* **WHAT THE EXERCISE ASKS**:
Report each line from the records where the string "warn" turns up.

--- START ---

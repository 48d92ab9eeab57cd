// ==========================================
// 日志系统初始化
// ==========================================
// 使用 tracing 和 tracing-subscriber
// 库本身只产生事件，订阅器由调用方按需初始化
// ==========================================

use tracing_subscriber::{fmt, EnvFilter};

/// 默认过滤器: 本库 info，其余依赖 warn
pub const DEFAULT_FILTER: &str = "warn,resort_offer_recognition=info";

/// RUST_LOG 优先，否则使用给定的默认指令
fn env_filter(default_directive: &str) -> EnvFilter {
    EnvFilter::try_from_default_env().unwrap_or_else(|_| EnvFilter::new(default_directive))
}

/// 初始化日志系统（人类可读格式）
///
/// # 环境变量
/// - RUST_LOG: 覆盖 DEFAULT_FILTER
///   例如: RUST_LOG=resort_offer_recognition::engine::layout=debug
///
/// # 返回
/// 是否由本次调用完成初始化（已有全局订阅器时为 false）
pub fn init() -> bool {
    init_with_filter(DEFAULT_FILTER)
}

/// 以指定默认指令初始化（RUST_LOG 仍优先）
pub fn init_with_filter(default_directive: &str) -> bool {
    fmt()
        .with_env_filter(env_filter(default_directive))
        .with_target(true)
        .with_line_number(true)
        .try_init()
        .is_ok()
}

/// 以 JSON 行输出日志（批量识别时便于采集，附带当前 span 字段）
pub fn init_json() -> bool {
    fmt()
        .json()
        .with_env_filter(env_filter(DEFAULT_FILTER))
        .with_current_span(true)
        .try_init()
        .is_ok()
}

/// 测试用: debug 级别，输出交给测试框架捕获
pub fn init_test() {
    let _ = fmt()
        .with_env_filter(EnvFilter::new("debug"))
        .with_test_writer()
        .try_init();
}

--- END ---

* **SOLUTION TO THE EXERCISE**:
/// 默认过滤器: 本库 info，其余依赖 warn
pub const DEFAULT_FILTER: &str = "warn,resort_offer_recognition=info";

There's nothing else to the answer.